Victorian Prime

With an odd whooshing sound and the sense of being in an elevator that moves sideways, the TARDIS was off. Russell Garamond looked at this strange little portly man with admiration and questions, but mostly questions.
“Doctor…” he started, wondering if he was heard above the countless clanking levers and switches the Doctor was currently operating. “Doctor?”
“Yes yes, m’boy, go ahead I can hear you,” The Doctor responded from the other side of the console, nearly entirely obscured by the oscillating structure, “I haven’t got this far in this box without being able to multitask.” He then popped his head around the column and shot a questioning look at Russell. “Multitasking, Is that your time? Did you folks make that one up?”
Russell nodded.
“Ah! Right, right, I do so hate to be anachronistic, don’t you? I mean it’s downright embarassing, what with time being my business it’d be like me being a butcher and not being able to carve up a–”
“Doctor?!” Russell interjected, something he feared he was going to do very much in the near future.

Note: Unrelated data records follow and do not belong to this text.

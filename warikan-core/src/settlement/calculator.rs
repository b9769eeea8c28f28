use super::matcher::{classify, PartyMatcher};
use shared_types::{
    CalculationResult, CalculationTarget, ExpenseRecord, SettlementDirection, Settings,
};
use tracing::{debug, info, trace};

const PERIOD_SEPARATOR: &str = " 〜 ";

/// Classifies `records` and computes the settlement between the two
/// parties.
///
/// Only expenditures (negative amounts) take part. Income and zero rows are
/// copied to the result untouched and do not affect totals, counts or the
/// period. The input is not modified; the returned result carries a
/// classified copy of every record.
pub fn calculate(records: &[ExpenseRecord], settings: &Settings) -> CalculationResult {
    debug!(
        records = records.len(),
        column = settings.identification_column.label(),
        owner_pattern = %settings.owner_pattern,
        spouse_pattern = %settings.spouse_pattern,
        owner_ratio = settings.owner_ratio,
        "Starting settlement calculation"
    );

    let owner = PartyMatcher::compile(&settings.owner_pattern);
    let spouse = PartyMatcher::compile(&settings.spouse_pattern);
    debug!(
        owner = owner.pattern(),
        owner_literal = owner.is_literal_fallback(),
        spouse = spouse.pattern(),
        spouse_literal = spouse.is_literal_fallback(),
        "Compiled party matchers"
    );

    let mut tally = Tally::default();
    let mut classified = Vec::with_capacity(records.len());

    for (index, record) in records.iter().enumerate() {
        let mut record = record.clone();

        if record.is_expenditure() {
            let value = settings.identification_column.select(&record);
            let target = classify(value, &owner, &spouse);
            trace!(index, value, amount = record.amount, party = target.as_str(), "Classified record");

            tally.add(&record, target);
            record.set_classification(target);
        } else {
            trace!(index, amount = record.amount, "Skipping non-expenditure record");
        }

        classified.push(record);
    }

    // Sums wrap on overflow rather than aborting the calculation.
    let total_expense = tally.owner_total.wrapping_add(tally.spouse_total);
    let owner_share = owner_share(total_expense, settings.owner_ratio);
    let spouse_share = total_expense.wrapping_sub(owner_share);
    let (settlement_direction, settlement_amount) = settle(tally.owner_total, owner_share);

    let result = CalculationResult {
        period: tally.period(),
        owner_total: tally.owner_total,
        spouse_total: tally.spouse_total,
        total_expense,
        owner_share,
        spouse_share,
        settlement_amount,
        settlement_direction,
        owner_count: tally.owner_count,
        spouse_count: tally.spouse_count,
        shared_count: tally.shared_count,
        records: classified,
    };

    info!(
        period = %result.period,
        owner_total = result.owner_total,
        owner_count = result.owner_count,
        spouse_total = result.spouse_total,
        spouse_count = result.spouse_count,
        shared_count = result.shared_count,
        owner_share = result.owner_share,
        spouse_share = result.spouse_share,
        settlement_amount = result.settlement_amount,
        direction = result.settlement_direction.label(),
        "Settlement calculated"
    );

    result
}

/// The owner's share of `total_expense` at `owner_ratio` percent,
/// truncated toward zero.
pub fn owner_share(total_expense: i64, owner_ratio: f64) -> i64 {
    (total_expense as f64 * (owner_ratio / 100.0)) as i64
}

/// Direction and amount that brings the owner's spend in line with their
/// share. The amount is non-negative unless the difference wraps to
/// `i64::MIN`.
pub fn settle(owner_total: i64, owner_share: i64) -> (SettlementDirection, i64) {
    let raw = owner_total.wrapping_sub(owner_share);

    if raw > 0 {
        (SettlementDirection::SpouseToOwner, raw)
    } else if raw < 0 {
        (SettlementDirection::OwnerToSpouse, raw.wrapping_neg())
    } else {
        (SettlementDirection::None, 0)
    }
}

#[derive(Default)]
struct Tally {
    owner_total: i64,
    spouse_total: i64,
    owner_count: usize,
    spouse_count: usize,
    shared_count: usize,
    min_date: String,
    max_date: String,
}

impl Tally {
    fn add(&mut self, record: &ExpenseRecord, target: CalculationTarget) {
        let amount = record.amount.wrapping_neg();

        match target {
            CalculationTarget::Owner => {
                self.owner_total = self.owner_total.wrapping_add(amount);
                self.owner_count += 1;
            }
            CalculationTarget::Spouse => {
                self.spouse_total = self.spouse_total.wrapping_add(amount);
                self.spouse_count += 1;
            }
            CalculationTarget::Shared => self.shared_count += 1,
        }

        if self.min_date.is_empty() || record.date < self.min_date {
            self.min_date = record.date.clone();
        }
        if self.max_date.is_empty() || record.date > self.max_date {
            self.max_date = record.date.clone();
        }
    }

    fn period(&self) -> String {
        format!("{}{}{}", self.min_date, PERIOD_SEPARATOR, self.max_date)
    }
}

“Hm?” The Doctor looked surprised that someone felt the need to halt his rambling, “oh, right! Yes! Carry on with…well…whatever it is you were going to say. We haven’t gotten to it yet, have we?” He smiled and began to chew on a licorice scottie from his vest pocket.
“Doctor, I had a question about the TARDIS.” Russell began, “Well…about all of it, really.”
“You want to know why it’s bigger on the inside?” The Doctor asked around a mouthful of licorice.
“Well, yes, that…and what you said about the stream and the bank. Are we…on the bank now?”
“Well I should hope not, m’boy!” The Doctor hopped to another part of the circular console and flipped another switch, “the bank would be the void, and we certainly don’t want to be out there! Dreadful place, really, so much…nothing! Well, there are a few things…” The Doctor suddenly looked far off and upset, but quickly regained his composure. “Anyway, Mr. Garamond, to continue with my previous metaphorical jaunt, let us simply say that we are a droplet splashed out of one point of a stream and into another.”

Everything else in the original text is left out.